==============
First tutorial
==============

This tutorial will demonstrate the basic workflow.

.. code-block:: python

    import treelite
    import tl2cgen

Classification Example
======================

In this tutorial, we will use a small classification example to describe
the full workflow.

Load the Boston house prices dataset
------------------------------------

Let us use the Iris dataset from scikit-learn
(:py:func:`sklearn.datasets.load_iris`). It consists of 150 samples
with 4 distinct features:

.. code-block:: python

    from sklearn.datasets import load_iris
    X, y = load_iris(return_X_y=True)
    print(f"dimensions of X = {X.shape}")
    print(f"dimensions of y = {y.shape}")

Train a tree ensemble model using XGBoost
-----------------------------------------

The first step is to train a tree ensemble model using XGBoost
(`dmlc/xgboost <https://github.com/dmlc/xgboost/>`_).

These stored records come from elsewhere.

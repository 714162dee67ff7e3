use indexmap::IndexMap;
use polars::prelude::*;
use serde::Serialize;
use serde_json::Value;

use super::values::column_to_json;

pub const PREVIEW_ROWS: usize = 5;

pub type Row = IndexMap<String, Value>;

#[derive(Debug, Clone, PartialEq, Serialize)]
pub struct Preview {
    pub head: Vec<Row>,
    pub tail: Vec<Row>,
}

/// Rows of a frame as ordered column -> value maps.
pub fn records(df: &DataFrame) -> PolarsResult<Vec<Row>> {
    let columns = df
        .get_columns()
        .iter()
        .map(|series| column_to_json(series).map(|values| (series.name().to_string(), values)))
        .collect::<PolarsResult<Vec<_>>>()?;

    Ok((0..df.height())
        .map(|row| {
            columns
                .iter()
                .map(|(name, values)| (name.clone(), values[row].clone()))
                .collect()
        })
        .collect())
}

pub fn head(df: &DataFrame, n: usize) -> PolarsResult<Vec<Row>> {
    records(&df.head(Some(n)))
}

pub fn preview(df: &DataFrame) -> PolarsResult<Preview> {
    Ok(Preview {
        head: head(df, PREVIEW_ROWS)?,
        tail: records(&df.tail(Some(PREVIEW_ROWS)))?,
    })
}
use indexmap::IndexMap;
use polars::prelude::*;
use serde::Serialize;

use super::values::{format_temporal, temporal_millis, MILLIS_PER_DAY};

#[derive(Debug, Clone, PartialEq, Eq, Serialize)]
pub struct DatetimeStats {
    pub min: Option<String>,
    pub max: Option<String>,
    pub range_days: Option<i64>,
}

pub fn describe(series: &Series) -> PolarsResult<DatetimeStats> {
    let millis = temporal_millis(series)?;
    let bounds = millis
        .into_iter()
        .flatten()
        .fold(None, |acc: Option<(i64, i64)>, v| match acc {
            None => Some((v, v)),
            Some((lo, hi)) => Some((lo.min(v), hi.max(v))),
        });

    Ok(match bounds {
        Some((lo, hi)) => DatetimeStats {
            min: format_temporal(series.dtype(), lo),
            max: format_temporal(series.dtype(), hi),
            range_days: Some((hi - lo).div_euclid(MILLIS_PER_DAY)),
        },
        None => DatetimeStats {
            min: None,
            max: None,
            range_days: None,
        },
    })
}

pub fn analyze(df: &DataFrame, columns: &[String]) -> PolarsResult<IndexMap<String, DatetimeStats>> {
    columns
        .iter()
        .map(|name| {
            let series = df.column(name)?;
            describe(series).map(|stats| (name.clone(), stats))
        })
        .collect()
}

Disclaimer: TL2cgen does NOT depend on the XGBoost package in any way.
XGBoost was used here only to provide a working example.

.. code-block:: python

    import xgboost as xgb
    dtrain = xgb.DMatrix(X, label=y)
    params = {"max_depth": 3, "eta": 0.1, "objective": "multi:softprob",
              "eval_metric": "mlogloss", "num_class": 3}
    bst = xgb.train(params, dtrain, num_boost_round=20,
                    evals=[(dtrain, 'train')])

Pass XGBoost model into Treelite
--------------------------------

Next, we feed the trained model into Treelite. If you used XGBoost to
train the model, it takes only one line of code:

.. code-block:: python

    model = treelite.Model.from_xgboost(bst)

.. note:: Using other packages to train decision trees

  With additional work, you can use models trained with other machine learning
  packages. See :doc:`this page <treelite:tutorials/import>` for instructions.

Generate shared library
-----------------------

Given a tree ensemble model, TL2cgen will produce a **prediction function**
in C. To use the function for prediction, we package it as a `dynamic shared
library <https://en.wikipedia.org/wiki/Library_(computing)#Shared_libraries>`_,
which exports the prediction function for other programs to use.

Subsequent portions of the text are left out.